The RMBS lawsuit comes right after MetLife agreed to pay half a billion dollars to settle a probe by a number of states over its payment practices. The investigation involves the Social Security “Death Master” file, which includes a list of names of people who have recently passed away. Insurance companies are accused of using the list to stop issuing to dead clients their annuity payments and not using the list to confirm that life insurance policyholders had died.
MetLife announced on Thursday that it was leaving the reverse mortgage industry. Nationstar Mortgage LLC (NSM) will buy its portfolio. The move is a big change for the insurance company, which had been the market leader.
Meantime, Morgan Stanley has been battling other residential mortgage-backed securities lawsuits. Earlier this year, Sealink Funding Ltd. filed a case against it over more than $556 million in RMBS that it purchased. Sealink Funding, a European fund, was set up to manage Landesbank Sachsen AG’s most high-risk assets.
The fund bought the securities from Morgan Stanley after the financial firm said it had done its due diligence on the lenders of the investments and that the loans satisfied underwriting standards and merited their AAA ratings. Sealink called the loans’ originators among the subprime lending industry’s “worst culprits.”
Last year, Allstate Insurance Co. (ALL) filed its RMBS lawsuit against Morgan Stanley over more than $104 million in RMBS it bought in several offerings. The insurer’s contention over reassurances the financial firm made about the securities is similar to the allegations made by Sealink and Metlife.
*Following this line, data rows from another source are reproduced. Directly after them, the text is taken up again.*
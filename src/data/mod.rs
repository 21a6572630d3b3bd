//! Data module - loading, cleaning and the session data context

mod boundary;
mod context;
mod loader;
mod processor;
pub mod schema;

pub use boundary::{parse_boundaries, BoundaryError, NeighbourhoodBoundary, Ring};
pub use context::DataContext;
pub use loader::{download, DatasetLoader, LoaderError, RawDataset};
pub use processor::{CleaningReport, DataProcessor, ProcessorError};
Allstate has also filed RMBS lawsuits against other financial firms, including Merrill Lynch (MER) units, Citigroup Inc. (C), and Bank of America Corp.’s (BAC) Countrywide.
As previously noted by SEC Enforcement director Robert Khuzami, mortgage products played a crucial role in the financial crisis that began a few years ago. Unprecedented losses resulted when mortgage-backed securities failed. Many institutional investors are still trying to recover. They claim they were misled about the risks involved and they want their money back.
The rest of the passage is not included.